**About this exercise:**
Go through the entries below and print, exactly, the lines starting at the one with "#[arg(long, value_parser = parse_priority)]" and ending at the one with "fn parse_priority(value: &str)", keeping both ends and no others.
▬▬▬
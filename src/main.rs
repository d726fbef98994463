//! mail-triage command-line front end
//!
//! Thin collaborator over the [`mail_triage`] library: loads configuration,
//! runs one command, and prints a JSON envelope to stdout. Logs go to stderr.

use std::process::ExitCode;
use std::time::Instant;

use clap::{Args, Parser, Subcommand};
use mail_triage::analysis::Analyzer;
use mail_triage::config::{ServerPreset, TriageConfig};
use mail_triage::errors::{AppError, AppResult};
use mail_triage::filter::RecordFilter;
use mail_triage::gemini::GeminiClient;
use mail_triage::models::{Envelope, Meta, Priority, SearchFilter};
use mail_triage::pipeline::{AnalyzeMode, Pipeline};
use serde::Serialize;
use tokio_util::sync::CancellationToken;
use tracing::{debug, error};
use tracing_subscriber::EnvFilter;

/// Fetch recent mail over IMAP and triage it with a generative model
///
/// Settings come from `MAIL_TRIAGE_*` environment variables (optionally in a
/// `.env` file); flags override them for one run.
#[derive(Debug, Parser)]
#[command(name = "mail-triage", version, about)]
struct Cli {
    /// Host preset used when no explicit host is set
    #[arg(long, global = true, value_enum)]
    preset: Option<ServerPreset>,
    /// Explicit IMAP host
    #[arg(long, global = true)]
    host: Option<String>,
    /// Account identifier
    #[arg(long, global = true)]
    user: Option<String>,
    /// Folder to read
    #[arg(long, global = true)]
    folder: Option<String>,
    #[command(subcommand)]
    command: Command,
}

#[derive(Debug, Subcommand)]
enum Command {
    /// Log in, check the server, and log out
    Verify,
    /// List the newest messages without analysis
    List(FetchArgs),
    /// List the newest messages and analyze each one
    Triage(TriageArgs),
    /// List models that can generate content
    Models,
}

#[derive(Debug, Args)]
struct FetchArgs {
    /// Maximum number of messages, newest first
    #[arg(long, default_value_t = 10)]
    limit: usize,
    /// Server-side subject filter
    #[arg(long)]
    subject: Option<String>,
}

#[derive(Debug, Args)]
struct TriageArgs {
    #[command(flatten)]
    fetch: FetchArgs,
    /// Keep only records mentioning this text
    #[arg(long)]
    keyword: Option<String>,
    /// Keep only records with this priority
    #[arg(long, value_parser = parse_priority)]
    priority: Option<Priority>,
    /// Keep only records with this category
    #[arg(long)]
    category: Option<String>,
}

#[derive(Debug, Serialize)]
struct ErrorOutput<'a> {
    code: &'a str,
    message: String,
    detail: String,
}

fn parse_priority(value: &str) -> Result<Priority, String> {
    match Priority::parse(value) {
        Priority::Unknown if !value.trim().eq_ignore_ascii_case("unknown") => Err(format!(
            "unknown priority '{value}'; expected high, medium, low or unknown"
        )),
        priority => Ok(priority),
    }
}

/// Application entry point
///
/// Initializes tracing from environment, loads config, runs one command and
/// writes its envelope to stdout. Ctrl-C cancels an in-progress fetch; the
/// session is still logged out.
#[tokio::main]
async fn main() -> ExitCode {
    dotenvy::dotenv().ok();
    tracing_subscriber::fmt()
        .with_env_filter(EnvFilter::from_default_env())
        .with_writer(std::io::stderr)
        .init();

    let cli = Cli::parse();
    let cancel = CancellationToken::new();
    let on_interrupt = cancel.clone();
    tokio::spawn(async move {
        if tokio::signal::ctrl_c().await.is_ok() {
            debug!("interrupt received; cancelling");
            on_interrupt.cancel();
        }
    });

    let started = Instant::now();
    match run(cli, &cancel).await {
        Ok(output) => {
            println!("{output}");
            ExitCode::SUCCESS
        }
        Err(e) => {
            error!(code = e.code(), error = %e, "command failed");
            let output = ErrorOutput {
                code: e.code(),
                message: e.user_message(),
                detail: e.to_string(),
            };
            let envelope = Envelope {
                summary: "command failed".to_owned(),
                data: output,
                meta: Meta::now(duration_ms(started)),
            };
            if let Ok(text) = serde_json::to_string_pretty(&envelope) {
                println!("{text}");
            }
            ExitCode::FAILURE
        }
    }
}

async fn run(cli: Cli, cancel: &CancellationToken) -> AppResult<String> {
    let started = Instant::now();
    let mut config = TriageConfig::load_from_env()?;
    if let Some(preset) = cli.preset {
        config.preset = preset;
    }
    if let Some(host) = cli.host {
        config.host = Some(host);
    }
    if let Some(user) = cli.user {
        config.user = Some(user);
    }
    if let Some(folder) = cli.folder {
        config.session.folder = folder;
    }

    let client = GeminiClient::new(&config.analysis)?;
    match cli.command {
        Command::Models => {
            let api_key = config.api_key()?;
            let models = client.list_models(&api_key).await?;
            let summary = format!("{} models support content generation", models.len());
            render(started, summary, models)
        }
        Command::Verify => {
            let credentials = config.credentials()?;
            let pipeline = Pipeline::new(
                config.session.clone(),
                Analyzer::new(client, &config.analysis),
            );
            let report = pipeline.verify(&credentials).await?;
            let summary = format!("logged in to {} in {} ms", report.host, report.latency_ms);
            render(started, summary, report)
        }
        Command::List(args) => {
            let credentials = config.credentials()?;
            let pipeline = Pipeline::new(
                config.session.clone(),
                Analyzer::new(client, &config.analysis),
            );
            let filter = SearchFilter::from_query(args.subject.as_deref());
            let list = pipeline
                .list_messages(&credentials, &filter, args.limit, cancel)
                .await?;
            let summary = format!("{} messages from {}", list.len(), config.session.folder);
            render(started, summary, list.records())
        }
        Command::Triage(args) => {
            let credentials = config.credentials()?;
            let api_key = config.api_key()?;
            let pipeline = Pipeline::new(
                config.session.clone(),
                Analyzer::new(client, &config.analysis),
            );
            let filter = SearchFilter::from_query(args.fetch.subject.as_deref());
            let list = pipeline
                .list_messages(&credentials, &filter, args.fetch.limit, cancel)
                .await?;
            pipeline
                .analyze_all(&api_key, &list, AnalyzeMode::UseCached)
                .await;

            let projection = RecordFilter {
                keyword: args.keyword,
                priority: args.priority,
                category: args.category,
            };
            let records = list.filtered(&projection);
            let summary = format!(
                "{} of {} messages analyzed and shown",
                records.len(),
                list.len()
            );
            render(started, summary, records)
        }
    }
}

fn render<T: Serialize>(started: Instant, summary: String, data: T) -> AppResult<String> {
    let envelope = Envelope {
        summary,
        data,
        meta: Meta::now(duration_ms(started)),
    };
    serde_json::to_string_pretty(&envelope)
        .map_err(|e| AppError::invalid(format!("cannot render output: {e}")))
}

/// Calculate elapsed milliseconds
fn duration_ms(started: Instant) -> u64 {
    started.elapsed().as_millis().min(u128::from(u64::MAX)) as u64
}

#[cfg(test)]
mod tests {
    use clap::Parser;

    use super::{Cli, Command, parse_priority};
    use mail_triage::models::Priority;

    #[test]
    fn triage_flags_parse_into_filters() {
        let cli = Cli::try_parse_from([
            "mail-triage",
            "--preset",
            "outlook",
            "triage",
            "--limit",
            "3",
            "--subject",
            "invoice",
            "--priority",
            "high",
        ])
        .expect("valid arguments");
        assert!(matches!(cli.preset, Some(mail_triage::config::ServerPreset::Outlook)));
        match cli.command {
            Command::Triage(args) => {
                assert_eq!(args.fetch.limit, 3);
                assert_eq!(args.fetch.subject.as_deref(), Some("invoice"));
                assert_eq!(args.priority, Some(Priority::High));
            }
            other => panic!("unexpected command {other:?}"),
        }
    }

    #[test]
    fn priority_flag_rejects_unrecognized_values() {
        assert_eq!(parse_priority("Medium"), Ok(Priority::Medium));
        assert_eq!(parse_priority("unknown"), Ok(Priority::Unknown));
        assert!(parse_priority("urgent").is_err());
    }
}
//! Random agent for baseline comparisons

use async_trait::async_trait;
use rand::rngs::StdRng;
use rand::SeedableRng;

use tetris_rl_core::{
    ActionSpace, Agent, BoardObservation, Result, TetrisAction, TetrisActionSpace, Transition,
};

/// Agent that selects actions uniformly at random and never learns
pub struct RandomAgent {
    action_space: TetrisActionSpace,
    rng: StdRng,
}

impl RandomAgent {
    /// Create a new random agent
    #[must_use]
    pub fn new(seed: Option<u64>) -> Self {
        let rng = match seed {
            Some(seed) => StdRng::seed_from_u64(seed),
            None => StdRng::from_entropy(),
        };
        Self {
            action_space: TetrisActionSpace::new(),
            rng,
        }
    }
}

#[async_trait]
impl Agent for RandomAgent {
    type Observation = BoardObservation;
    type Action = TetrisAction;

    async fn act(&mut self, _observation: &Self::Observation) -> Result<Self::Action> {
        Ok(self.action_space.sample(&mut self.rng))
    }

    async fn observe(
        &mut self,
        _transition: Transition<Self::Observation, Self::Action>,
    ) -> Result<()> {
        // Random agent doesn't learn from experience
        Ok(())
    }

    async fn save(&self, _path: &std::path::Path) -> Result<()> {
        Ok(())
    }

    async fn load(&mut self, _path: &std::path::Path) -> Result<()> {
        Ok(())
    }
}

#[cfg(test)]
mod tests {
    use super::*;
    use ndarray::{arr1, Array2};
    use tetris_rl_core::ACTION_COUNT;

    #[tokio::test]
    async fn seeded_agents_replay_the_same_actions() {
        let obs = BoardObservation::new(
            Array2::zeros((BoardObservation::ROWS, BoardObservation::COLS)),
            arr1(&[0.0, 0.0, 0.0]),
        )
        .unwrap();

        let mut a = RandomAgent::new(Some(3));
        let mut b = RandomAgent::new(Some(3));

        let mut seen = [false; ACTION_COUNT];
        for _ in 0..100 {
            let action_a = a.act(&obs).await.unwrap();
            let action_b = b.act(&obs).await.unwrap();
            assert_eq!(action_a, action_b);
            seen[action_a.index()] = true;
        }
        assert!(seen.iter().all(|&s| s));
    }
}
//! Agent traits and types

use async_trait::async_trait;
use serde::{Deserialize, Serialize};

use crate::{Action, Observation, Transition};

/// Configuration shared by learning agents
#[derive(Debug, Clone, Serialize, Deserialize)]
pub struct AgentConfig {
    /// Learning rate
    pub learning_rate: f64,
    /// Discount factor
    pub gamma: f64,
    /// Batch size for training
    pub batch_size: usize,
    /// Buffer size for experience replay
    pub buffer_size: usize,
}

impl Default for AgentConfig {
    fn default() -> Self {
        Self {
            learning_rate: 1e-3,
            gamma: 0.99,
            batch_size: 32,
            buffer_size: 20_000,
        }
    }
}

/// Externally tracked results of one epoch, supplied for reporting
#[derive(Debug, Clone, Copy, Default, Serialize, Deserialize)]
pub struct EpochMetrics {
    /// Lines cleared during the epoch
    pub lines: u64,
    /// Score reached during the epoch
    pub score: u64,
}

/// Core agent trait
///
/// The driver is expected to call, per step: [`Agent::act`], step the
/// environment, then [`Agent::observe`] with the recorded transition;
/// and [`Agent::finish_epoch`] once at every episode boundary.
#[async_trait]
pub trait Agent: Send + Sync {
    /// Observation type
    type Observation: Observation;
    /// Action type
    type Action: Action;

    /// Select an action for an observation
    async fn act(&mut self, observation: &Self::Observation) -> crate::Result<Self::Action>;

    /// Record one environment transition (learning agents train here)
    async fn observe(
        &mut self,
        transition: Transition<Self::Observation, Self::Action>,
    ) -> crate::Result<()>;

    /// Finalize the current epoch with externally supplied metrics
    async fn finish_epoch(&mut self, metrics: EpochMetrics) -> crate::Result<()> {
        let _ = metrics;
        Ok(())
    }

    /// Save the agent
    async fn save(&self, path: &std::path::Path) -> crate::Result<()>;

    /// Load the agent
    async fn load(&mut self, path: &std::path::Path) -> crate::Result<()>;
}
▬▬▬
**Output for this task:**
    #[arg(long, value_parser = parse_priority)]
    priority: Option<Priority>,
    /// Keep only records with this category
    #[arg(long)]
    category: Option<String>,
}

#[derive(Debug, Serialize)]
struct ErrorOutput<'a> {
    code: &'a str,
    message: String,
    detail: String,
}

fn parse_priority(value: &str) -> Result<Priority, String> {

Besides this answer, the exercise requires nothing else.